Brodsky shrugged without apology, but warily. His whole existence was wariness. ‘I can’t control the speculation of the sensational Capitalist Press.’
‘Of course you can’t. But on this occasion they seem to have been pretty near the truth.’
Brodsky said, ‘So you knew she was a spy?’
‘Don’t be insolent, Brodsky. I’m the ambassador and you are a very junior diplomat.’
Brodsky pondered this, thin fingers coiling and uncoiling a lock of soft hair above one ear. Zuvorin wondered if he were a homosexual. Probably no
t: Brodsky’s satisfaction was intrigue and furtive power.
Brodsky said, ‘I didn’t mean to be insolent. I merely wondered how you knew that this girl was engaged in such activities. Such matters are surely outside your responsibilities …’
Wearily Zuvorin realized that Brodsky was speculating whether he had his own contacts in the hierarchy of the K.G.B. Possibly at the summit of the security organization.
‘Comrade Brodsky,’ Zuvorin said. ‘It is not for you to decide what my responsibilities are.’

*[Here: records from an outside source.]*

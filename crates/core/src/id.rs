//! Strongly-typed identifiers used across the domain.

use core::str::FromStr;
use serde::{Deserialize, Serialize};
use uuid::Uuid;

use crate::error::DomainError;

/// Identifier of a storage (warehouse / office room).
#[derive(Debug, Copy, Clone, PartialEq, Eq, PartialOrd, Ord, Hash, Serialize, Deserialize)]
#[serde(transparent)]
pub struct StorageId(Uuid);

/// Identifier of a category inside a storage.
#[derive(Debug, Copy, Clone, PartialEq, Eq, PartialOrd, Ord, Hash, Serialize, Deserialize)]
#[serde(transparent)]
pub struct CategoryId(Uuid);

/// Identifier of a stocked item.
#[derive(Debug, Copy, Clone, PartialEq, Eq, PartialOrd, Ord, Hash, Serialize, Deserialize)]
#[serde(transparent)]
pub struct ItemId(Uuid);

/// Identifier of a transaction record, unique within its kind.
///
/// The kind-prefixed external form (`loan_<uuid>`) lives next to the transaction
/// kinds, not here.
#[derive(Debug, Copy, Clone, PartialEq, Eq, PartialOrd, Ord, Hash, Serialize, Deserialize)]
#[serde(transparent)]
pub struct TransactionId(Uuid);

macro_rules! impl_uuid_newtype {
    ($t:ty, $name:literal) => {
        impl $t {
            /// Create a new identifier.
            ///
            /// Uses UUIDv7 (time-ordered). Prefer passing IDs explicitly in tests
            /// for determinism.
            pub fn new() -> Self {
                Self(Uuid::now_v7())
            }

            pub fn from_uuid(uuid: Uuid) -> Self {
                Self(uuid)
            }

            pub fn as_uuid(&self) -> &Uuid {
                &self.0
            }
        }

        impl Default for $t {
            fn default() -> Self {
                Self::new()
            }
        }

        impl core::fmt::Display for $t {
            fn fmt(&self, f: &mut core::fmt::Formatter<'_>) -> core::fmt::Result {
                core::fmt::Display::fmt(&self.0, f)
            }
        }

        impl From<Uuid> for $t {
            fn from(value: Uuid) -> Self {
                Self(value)
            }
        }

        impl From<$t> for Uuid {
            fn from(value: $t) -> Self {
                value.0
            }
        }

        impl FromStr for $t {
            type Err = DomainError;

            fn from_str(s: &str) -> Result<Self, Self::Err> {
                let uuid = Uuid::from_str(s)
                    .map_err(|e| DomainError::invalid_id(format!("{}: {}", $name, e)))?;
                Ok(Self(uuid))
            }
        }
    };
}

impl_uuid_newtype!(StorageId, "StorageId");
impl_uuid_newtype!(CategoryId, "CategoryId");
impl_uuid_newtype!(ItemId, "ItemId");
impl_uuid_newtype!(TransactionId, "TransactionId");
use serde::Serialize;

use stockroom_catalog::{
    Category, CategorySummary, Item, ItemPatch, NewCategory, NewItem, NewStorage, Storage,
    StoragePatch,
};
use stockroom_core::{CategoryId, ItemId, StorageId};

use crate::error::StoreResult;
use crate::query::Pagination;

/// A storage with the id/name of each category it holds.
#[derive(Debug, Clone, PartialEq, Eq, Serialize)]
pub struct StorageDetail {
    #[serde(flatten)]
    pub storage: Storage,
    pub categories: Vec<CategorySummary>,
}

/// A category with its items.
#[derive(Debug, Clone, PartialEq, Eq, Serialize)]
pub struct CategoryDetail {
    #[serde(flatten)]
    pub category: Category,
    pub items: Vec<Item>,
}

/// CRUD over the storage -> category -> item hierarchy.
///
/// Creating a child whose parent is missing fails with `ParentNotFound`. Deletes follow
/// the store's configured `CatalogPolicy`; deleting an item empties the item link of
/// every transaction that referenced it.
#[async_trait::async_trait]
pub trait CatalogStore: Send + Sync {
    async fn create_storage(&self, request: NewStorage) -> StoreResult<Storage>;

    async fn get_storage(&self, id: StorageId) -> StoreResult<Option<StorageDetail>>;

    async fn list_storages(&self) -> StoreResult<Vec<Storage>>;

    async fn update_storage(&self, id: StorageId, patch: StoragePatch) -> StoreResult<Storage>;

    async fn delete_storage(&self, id: StorageId) -> StoreResult<()>;

    async fn create_category(&self, request: NewCategory) -> StoreResult<Category>;

    async fn get_category(&self, id: CategoryId) -> StoreResult<Option<Category>>;

    async fn list_categories(&self, page: Pagination) -> StoreResult<Vec<Category>>;

    async fn get_category_with_items(
        &self,
        id: CategoryId,
    ) -> StoreResult<Option<CategoryDetail>>;

    async fn rename_category(&self, id: CategoryId, name: String) -> StoreResult<Category>;

    async fn delete_category(&self, id: CategoryId) -> StoreResult<()>;

    async fn create_item(&self, request: NewItem) -> StoreResult<Item>;

    async fn get_item(&self, id: ItemId) -> StoreResult<Option<Item>>;

    /// Case-sensitive exact match.
    async fn get_item_by_name(&self, name: &str) -> StoreResult<Option<Item>>;

    async fn list_items(&self, page: Pagination) -> StoreResult<Vec<Item>>;

    /// Edit name/shelf/category. Quantity only moves through the ledger.
    async fn update_item(&self, id: ItemId, patch: ItemPatch) -> StoreResult<Item>;

    async fn delete_item(&self, id: ItemId) -> StoreResult<()>;

    async fn rename_item(&self, id: ItemId, name: String) -> StoreResult<Item> {
        self.update_item(
            id,
            ItemPatch {
                name: Some(name),
                ..ItemPatch::default()
            },
        )
        .await
    }
}
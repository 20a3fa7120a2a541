//! Tracing/logging initialization.
//!
//! `RUST_LOG` selects the filter (default `info`). Output is JSON unless
//! `LOG_FORMAT=pretty`, which switches to human-readable lines for local runs.

use tracing_subscriber::EnvFilter;

/// Output encoding of log lines.
#[derive(Debug, Clone, Copy, PartialEq, Eq, Default)]
pub enum LogFormat {
    #[default]
    Json,
    Pretty,
}

impl LogFormat {
    /// Unknown values fall back to JSON.
    pub fn parse(raw: Option<&str>) -> Self {
        match raw.map(|v| v.trim().to_ascii_lowercase()) {
            Some(v) if v == "pretty" || v == "text" => LogFormat::Pretty,
            _ => LogFormat::Json,
        }
    }

    pub fn from_env() -> Self {
        Self::parse(std::env::var("LOG_FORMAT").ok().as_deref())
    }
}

/// Initialize tracing/logging for the process.
///
/// Safe to call multiple times (subsequent calls are no-ops).
pub fn init() {
    init_with(LogFormat::from_env());
}

pub fn init_with(format: LogFormat) {
    let filter = EnvFilter::try_from_default_env().unwrap_or_else(|_| EnvFilter::new("info"));

    let _ = match format {
        LogFormat::Json => tracing_subscriber::fmt()
            .with_env_filter(filter)
            .json()
            .with_timer(tracing_subscriber::fmt::time::SystemTime)
            .with_target(false)
            .try_init(),
        LogFormat::Pretty => tracing_subscriber::fmt()
            .with_env_filter(filter)
            .with_target(true)
            .try_init(),
    };
}

#[cfg(test)]
mod tests {
    use super::*;

    #[test]
    fn format_defaults_to_json() {
        assert_eq!(LogFormat::parse(None), LogFormat::Json);
        assert_eq!(LogFormat::parse(Some("yaml")), LogFormat::Json);
        assert_eq!(LogFormat::parse(Some(" Pretty ")), LogFormat::Pretty);
    }

    #[test]
    fn init_twice_is_harmless() {
        init_with(LogFormat::Pretty);
        init_with(LogFormat::Json);
        ::tracing::info!("still logging");
    }
}
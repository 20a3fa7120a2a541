//! Transaction kinds and the flat, kind-prefixed external identifier.

use core::str::FromStr;
use serde::{Deserialize, Deserializer, Serialize, Serializer};

use stockroom_core::{DomainError, TransactionId};

/// Discriminator of the three transaction collections.
#[derive(Debug, Copy, Clone, PartialEq, Eq, PartialOrd, Ord, Hash, Serialize, Deserialize)]
#[serde(rename_all = "lowercase")]
pub enum TransactionKind {
    Loan,
    Inquiry,
    Insertion,
}

impl TransactionKind {
    /// Listing/export order.
    pub const ALL: [TransactionKind; 3] = [
        TransactionKind::Loan,
        TransactionKind::Inquiry,
        TransactionKind::Insertion,
    ];

    pub fn as_str(&self) -> &'static str {
        match self {
            TransactionKind::Loan => "loan",
            TransactionKind::Inquiry => "inquiry",
            TransactionKind::Insertion => "insertion",
        }
    }

    /// Prefix used in the external identifier (`insert_`, not `insertion_`).
    pub fn prefix(&self) -> &'static str {
        match self {
            TransactionKind::Loan => "loan",
            TransactionKind::Inquiry => "inquiry",
            TransactionKind::Insertion => "insert",
        }
    }

    /// Tag written in the `kind` column of export rows.
    pub fn export_tag(&self) -> &'static str {
        match self {
            TransactionKind::Loan => "LoanTransaction",
            TransactionKind::Inquiry => "InquiryTransaction",
            TransactionKind::Insertion => "InsertionTransaction",
        }
    }

    pub fn from_prefix(prefix: &str) -> Result<Self, DomainError> {
        match prefix {
            "loan" => Ok(TransactionKind::Loan),
            "inquiry" => Ok(TransactionKind::Inquiry),
            "insert" => Ok(TransactionKind::Insertion),
            other => Err(DomainError::invalid_kind(other)),
        }
    }
}

impl core::fmt::Display for TransactionKind {
    fn fmt(&self, f: &mut core::fmt::Formatter<'_>) -> core::fmt::Result {
        f.write_str(self.as_str())
    }
}

impl FromStr for TransactionKind {
    type Err = DomainError;

    fn from_str(s: &str) -> Result<Self, Self::Err> {
        match s.trim().to_ascii_lowercase().as_str() {
            "loan" => Ok(TransactionKind::Loan),
            "inquiry" => Ok(TransactionKind::Inquiry),
            "insertion" | "insert" => Ok(TransactionKind::Insertion),
            other => Err(DomainError::invalid_kind(other)),
        }
    }
}

/// `(kind, id)` pair addressing one transaction across all three collections.
///
/// Serialized only at the boundary, as `"<prefix>_<uuid>"`.
#[derive(Debug, Copy, Clone, PartialEq, Eq, PartialOrd, Ord, Hash)]
pub struct TransactionRef {
    pub kind: TransactionKind,
    pub id: TransactionId,
}

impl TransactionRef {
    pub fn new(kind: TransactionKind, id: TransactionId) -> Self {
        Self { kind, id }
    }
}

impl core::fmt::Display for TransactionRef {
    fn fmt(&self, f: &mut core::fmt::Formatter<'_>) -> core::fmt::Result {
        write!(f, "{}_{}", self.kind.prefix(), self.id)
    }
}

impl FromStr for TransactionRef {
    type Err = DomainError;

    /// Unknown or missing prefix is `InvalidTransactionKind`; a bad UUID is `InvalidId`.
    fn from_str(s: &str) -> Result<Self, Self::Err> {
        let (prefix, rest) = s.split_once('_').unwrap_or((s, ""));
        let kind = TransactionKind::from_prefix(prefix)?;
        let id = rest.parse::<TransactionId>()?;
        Ok(Self { kind, id })
    }
}

impl Serialize for TransactionRef {
    fn serialize<S: Serializer>(&self, serializer: S) -> Result<S::Ok, S::Error> {
        serializer.collect_str(self)
    }
}

impl<'de> Deserialize<'de> for TransactionRef {
    fn deserialize<D: Deserializer<'de>>(deserializer: D) -> Result<Self, D::Error> {
        let raw = String::deserialize(deserializer)?;
        raw.parse().map_err(serde::de::Error::custom)
    }
}
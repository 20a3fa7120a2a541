//! Transactions domain module: loans, inquiries and insertions.
//!
//! This crate contains the transaction lifecycle as pure, deterministic domain logic
//! (no IO, no storage). A transition produces the next record together with the
//! stock effect that infrastructure must commit alongside it.

pub mod employee;
pub mod inquiry;
pub mod insertion;
pub mod kind;
pub mod lifecycle;
pub mod loan;
pub mod status;
pub mod transaction;
pub mod view;

pub use employee::Employee;
pub use inquiry::{InquiryTransaction, NewInquiry};
pub use insertion::{InsertionTransaction, NewInsertion};
pub use kind::{TransactionKind, TransactionRef};
pub use lifecycle::StockMove;
pub use loan::{LoanTransaction, NewLoan};
pub use status::TransactionStatus;
pub use transaction::{StockEffect, Transaction, Transition};
pub use view::{ExportJoin, ExportRecord, TransactionView};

Brodsky crossed his legs, examined a pointed black toecap. ‘I was merely wondering …’
‘Then please don’t.’ Zuvorin decided to press home the attack. ‘In the future I suggest that you exercise a little more restraint when issuing your instructions’—not orders, that acknowledged too much authority—‘to members of my staff. Also I suggest that you be more discreet in the reports that you send back to Moscow.’ A suggestion, the product of a lifetime of verbal jousting, that he knew the content of Brodsky’s reports. I don’t, thought the ambassador, but I’ve got a very good idea.
‘I have my work to do,’ Brodsky sulked.
‘So have we all, Comrade Brodsky. It is my task to see that each of us carries it out competently. It is my view that your competence of late is open to question.’
Brodsky staged a small rebellion. ‘I take my orders from Moscow. You know that.’
‘You also take your orders from me. And if you continue in this vein I shall make it my business to see that very shortly you will be back in Moscow to accept those orders first-hand.’
Brodsky sulked some more. Uncertain. Trained to suspect everyone.
The ambassador stubbed out his cigarette with regret. Five more to go and a Czech reception to cope with in the evening. But he could not let up now. ‘For instance,’ he said, ‘how are the new duties of Comrade Zhukov working out?’
Brodsky looked perturbed. ‘Comrade Zhukov is a worthy member of the Party. He carries out his duties admirably. What more can I say?’
It was not difficult, Zuvorin thought, to alarm Brodsky. After all, if Hoover were right and eighty per cent of all Soviet personnel were spies, the odds against successfully naming Zhukov as one of Brodsky’s cohorts were small. ‘Tell me about his duties, Comrade Brodsky.’